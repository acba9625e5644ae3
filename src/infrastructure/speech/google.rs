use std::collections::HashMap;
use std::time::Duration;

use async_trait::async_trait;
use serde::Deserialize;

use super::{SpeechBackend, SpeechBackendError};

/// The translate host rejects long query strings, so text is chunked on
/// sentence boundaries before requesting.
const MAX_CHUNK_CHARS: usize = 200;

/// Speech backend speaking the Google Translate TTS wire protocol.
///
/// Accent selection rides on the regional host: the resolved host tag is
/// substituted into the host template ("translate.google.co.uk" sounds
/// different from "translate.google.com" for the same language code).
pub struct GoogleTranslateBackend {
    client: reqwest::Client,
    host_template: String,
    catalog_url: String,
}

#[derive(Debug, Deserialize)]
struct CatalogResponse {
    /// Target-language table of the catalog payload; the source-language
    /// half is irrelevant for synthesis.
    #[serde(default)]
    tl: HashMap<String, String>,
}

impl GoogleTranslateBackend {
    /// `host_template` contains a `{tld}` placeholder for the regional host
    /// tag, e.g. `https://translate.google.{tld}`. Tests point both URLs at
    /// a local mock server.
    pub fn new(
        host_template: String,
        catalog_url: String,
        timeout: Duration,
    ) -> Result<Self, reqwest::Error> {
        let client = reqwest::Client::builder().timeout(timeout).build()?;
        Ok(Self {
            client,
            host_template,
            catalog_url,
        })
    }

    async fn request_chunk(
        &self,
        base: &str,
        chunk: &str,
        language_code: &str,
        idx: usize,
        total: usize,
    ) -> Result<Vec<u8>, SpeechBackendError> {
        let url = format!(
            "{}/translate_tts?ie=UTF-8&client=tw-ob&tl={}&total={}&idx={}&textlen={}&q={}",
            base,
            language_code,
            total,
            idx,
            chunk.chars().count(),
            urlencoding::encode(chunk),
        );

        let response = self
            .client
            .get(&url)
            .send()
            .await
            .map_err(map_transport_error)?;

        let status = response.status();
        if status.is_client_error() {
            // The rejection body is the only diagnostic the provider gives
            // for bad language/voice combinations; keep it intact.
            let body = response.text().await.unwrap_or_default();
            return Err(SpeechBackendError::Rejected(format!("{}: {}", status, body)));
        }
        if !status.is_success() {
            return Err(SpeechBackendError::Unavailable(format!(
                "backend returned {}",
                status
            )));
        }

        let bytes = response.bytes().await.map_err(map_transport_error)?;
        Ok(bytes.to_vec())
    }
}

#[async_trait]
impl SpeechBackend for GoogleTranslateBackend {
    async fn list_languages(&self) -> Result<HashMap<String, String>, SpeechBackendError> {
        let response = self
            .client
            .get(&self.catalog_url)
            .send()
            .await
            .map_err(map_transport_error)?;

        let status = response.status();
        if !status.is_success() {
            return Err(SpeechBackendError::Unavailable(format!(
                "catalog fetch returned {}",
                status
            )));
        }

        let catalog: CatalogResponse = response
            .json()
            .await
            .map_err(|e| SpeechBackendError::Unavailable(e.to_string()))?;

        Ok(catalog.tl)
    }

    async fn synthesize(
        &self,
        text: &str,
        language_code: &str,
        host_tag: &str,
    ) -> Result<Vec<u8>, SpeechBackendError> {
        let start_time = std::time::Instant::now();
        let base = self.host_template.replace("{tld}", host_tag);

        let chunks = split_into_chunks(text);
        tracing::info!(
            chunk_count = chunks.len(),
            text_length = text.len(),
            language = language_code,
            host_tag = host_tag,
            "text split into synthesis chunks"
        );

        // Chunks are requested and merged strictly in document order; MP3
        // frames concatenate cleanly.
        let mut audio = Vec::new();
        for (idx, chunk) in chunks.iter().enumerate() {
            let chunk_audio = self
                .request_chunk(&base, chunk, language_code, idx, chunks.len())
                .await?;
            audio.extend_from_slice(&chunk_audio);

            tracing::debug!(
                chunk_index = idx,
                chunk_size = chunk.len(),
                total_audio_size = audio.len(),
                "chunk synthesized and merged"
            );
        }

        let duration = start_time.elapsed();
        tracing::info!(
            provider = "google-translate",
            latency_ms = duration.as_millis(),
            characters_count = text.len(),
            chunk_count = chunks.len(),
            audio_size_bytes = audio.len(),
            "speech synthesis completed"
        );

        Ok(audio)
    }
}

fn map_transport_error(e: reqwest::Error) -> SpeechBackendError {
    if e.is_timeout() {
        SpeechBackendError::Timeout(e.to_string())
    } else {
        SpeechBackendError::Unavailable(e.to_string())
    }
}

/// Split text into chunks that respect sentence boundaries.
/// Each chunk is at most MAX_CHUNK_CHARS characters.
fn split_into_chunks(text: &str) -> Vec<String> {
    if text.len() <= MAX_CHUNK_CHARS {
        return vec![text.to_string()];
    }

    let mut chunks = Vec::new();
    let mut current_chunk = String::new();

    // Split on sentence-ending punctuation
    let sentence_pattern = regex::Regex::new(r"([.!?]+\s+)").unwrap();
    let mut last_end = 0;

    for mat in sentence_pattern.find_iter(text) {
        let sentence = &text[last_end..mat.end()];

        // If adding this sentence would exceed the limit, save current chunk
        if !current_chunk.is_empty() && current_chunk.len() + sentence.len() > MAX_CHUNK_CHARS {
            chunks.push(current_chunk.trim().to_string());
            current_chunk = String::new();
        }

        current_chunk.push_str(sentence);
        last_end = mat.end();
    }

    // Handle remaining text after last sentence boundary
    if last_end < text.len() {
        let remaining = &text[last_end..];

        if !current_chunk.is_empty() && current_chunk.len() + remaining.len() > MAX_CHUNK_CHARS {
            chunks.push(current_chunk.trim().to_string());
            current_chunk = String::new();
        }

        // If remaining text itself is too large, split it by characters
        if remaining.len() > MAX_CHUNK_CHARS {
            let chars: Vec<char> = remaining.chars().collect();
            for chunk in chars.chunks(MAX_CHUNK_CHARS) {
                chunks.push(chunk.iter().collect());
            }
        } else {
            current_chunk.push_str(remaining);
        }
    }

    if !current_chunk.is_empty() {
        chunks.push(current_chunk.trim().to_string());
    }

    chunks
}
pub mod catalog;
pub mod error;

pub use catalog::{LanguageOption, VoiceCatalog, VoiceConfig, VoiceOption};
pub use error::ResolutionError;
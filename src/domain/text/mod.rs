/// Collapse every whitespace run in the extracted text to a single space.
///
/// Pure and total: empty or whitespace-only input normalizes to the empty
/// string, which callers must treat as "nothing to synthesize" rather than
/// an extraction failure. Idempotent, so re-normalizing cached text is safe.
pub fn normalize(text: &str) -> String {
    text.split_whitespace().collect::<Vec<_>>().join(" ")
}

• **What to produce**:
Using the material above, quote the first line and each line after it, stopping at and including the line that holds "boundaries before requesting.".

• **Solution to the exercise**:
repository acba9625e5644ae3
filename src/infrastructure/speech/google.rs
use std::collections::HashMap;
use std::time::Duration;

use async_trait::async_trait;
use serde::Deserialize;

use super::{SpeechBackend, SpeechBackendError};

/// The translate host rejects long query strings, so text is chunked on
/// sentence boundaries before requesting.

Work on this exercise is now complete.